=== What to do ===
Each line of the records that holds the word "Tokyo" should be copied out.

(Stored data)
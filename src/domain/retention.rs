use crate::domain::models::LogEntry;
use chrono::{DateTime, Duration, NaiveTime, TimeZone, Utc};
use chrono_tz::Tz;

pub const FREE_TIER_RETENTION_DAYS: u32 = 3;

#[derive(Debug, Clone, Copy, PartialEq, Eq)]
pub struct RetentionPolicy {
    pub free_tier_days: u32,
    pub timezone: Tz,
}

impl Default for RetentionPolicy {
    fn default() -> Self {
        Self {
            free_tier_days: FREE_TIER_RETENTION_DAYS,
            timezone: Tz::UTC,
        }
    }
}

#[derive(Debug, Clone, PartialEq, Eq)]
pub struct RetentionView {
    pub displayed: Vec<LogEntry>,
    pub history_exceeds_free_limit: bool,
}

impl RetentionPolicy {
    /// Start of the oldest local calendar day still visible on the free tier.
    /// Today always counts as one of the retained days.
    pub fn cutoff(&self, now: DateTime<Utc>) -> DateTime<Utc> {
        let days_back = i64::from(self.free_tier_days.max(1) - 1);
        let local_today = now.with_timezone(&self.timezone).date_naive();
        let first_day = local_today - Duration::days(days_back);
        let midnight = first_day.and_time(NaiveTime::default());
        self.timezone
            .from_local_datetime(&midnight)
            .earliest()
            .map(|value| value.with_timezone(&Utc))
            // Midnight skipped by a DST jump: fall back to treating it as UTC.
            .unwrap_or_else(|| Utc.from_utc_datetime(&midnight))
    }

    pub fn is_within_window(&self, entry: &LogEntry, now: DateTime<Utc>) -> bool {
        entry.end_time >= self.cutoff(now)
    }

    pub fn displayed_log(
        &self,
        full_log: &[LogEntry],
        is_premium: bool,
        now: DateTime<Utc>,
    ) -> Vec<LogEntry> {
        if is_premium {
            return full_log.to_vec();
        }
        let cutoff = self.cutoff(now);
        full_log
            .iter()
            .filter(|entry| entry.end_time >= cutoff)
            .cloned()
            .collect()
    }

    /// Looks at the unfiltered log, never the displayed one.
    pub fn history_exceeds_free_limit(&self, full_log: &[LogEntry], now: DateTime<Utc>) -> bool {
        let cutoff = self.cutoff(now);
        full_log.iter().any(|entry| entry.end_time < cutoff)
    }

    pub fn evaluate(
        &self,
        full_log: &[LogEntry],
        is_premium: bool,
        now: DateTime<Utc>,
    ) -> RetentionView {
        RetentionView {
            displayed: self.displayed_log(full_log, is_premium, now),
            history_exceeds_free_limit: !is_premium
                && self.history_exceeds_free_limit(full_log, now),
        }
    }
}

#[cfg(test)]
mod tests {
    use super::*;

    fn fixed_time(value: &str) -> DateTime<Utc> {
        DateTime::parse_from_rfc3339(value)
            .expect("valid datetime")
            .with_timezone(&Utc)
    }

    fn entry_ending(id: &str, end: DateTime<Utc>) -> LogEntry {
        LogEntry {
            id: id.to_string(),
            start_time: end - Duration::minutes(25),
            end_time: end,
            duration_minutes: 25,
            project_label: Some("Q3".to_string()),
            summary: None,
            source_session_id: None,
        }
    }

    #[test]
    fn free_tier_hides_old_entries_and_flags_them() {
        let now = fixed_time("2026-02-16T15:00:00Z");
        let log = vec![
            entry_ending("old", now - Duration::days(10)),
            entry_ending("today", now - Duration::hours(1)),
        ];
        let policy = RetentionPolicy::default();

        let free = policy.evaluate(&log, false, now);
        assert_eq!(free.displayed.len(), 1);
        assert_eq!(free.displayed[0].id, "today");
        assert!(free.history_exceeds_free_limit);

        let premium = policy.evaluate(&log, true, now);
        assert_eq!(premium.displayed.len(), 2);
        assert!(!premium.history_exceeds_free_limit);
    }

    #[test]
    fn window_includes_whole_oldest_day() {
        let policy = RetentionPolicy::default();
        let now = fixed_time("2026-02-16T00:30:00Z");
        assert_eq!(policy.cutoff(now), fixed_time("2026-02-14T00:00:00Z"));

        let early_morning = entry_ending("edge", fixed_time("2026-02-14T00:05:00Z"));
        let day_before = entry_ending("gone", fixed_time("2026-02-13T23:59:00Z"));
        assert!(policy.is_within_window(&early_morning, now));
        assert!(!policy.is_within_window(&day_before, now));
    }

    #[test]
    fn cutoff_follows_configured_timezone() {
        let policy = RetentionPolicy {
            free_tier_days: 3,
            timezone: chrono_tz::Asia::Tokyo,
        };
        // 2026-02-16 08:00 in Tokyo.
        let now = fixed_time("2026-02-15T23:00:00Z");
        // Local midnight of 2026-02-14 in Tokyo is 2026-02-13T15:00Z.
        assert_eq!(policy.cutoff(now), fixed_time("2026-02-13T15:00:00Z"));
    }

    #[test]
    fn flag_is_false_when_everything_is_recent() {
        let now = fixed_time("2026-02-16T15:00:00Z");
        let log = vec![entry_ending("today", now)];
        assert!(!RetentionPolicy::default().history_exceeds_free_limit(&log, now));
    }
}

=== Answer for this exercise ===
            timezone: chrono_tz::Asia::Tokyo,
        // 2026-02-16 08:00 in Tokyo.
        // Local midnight of 2026-02-14 in Tokyo is 2026-02-13T15:00Z.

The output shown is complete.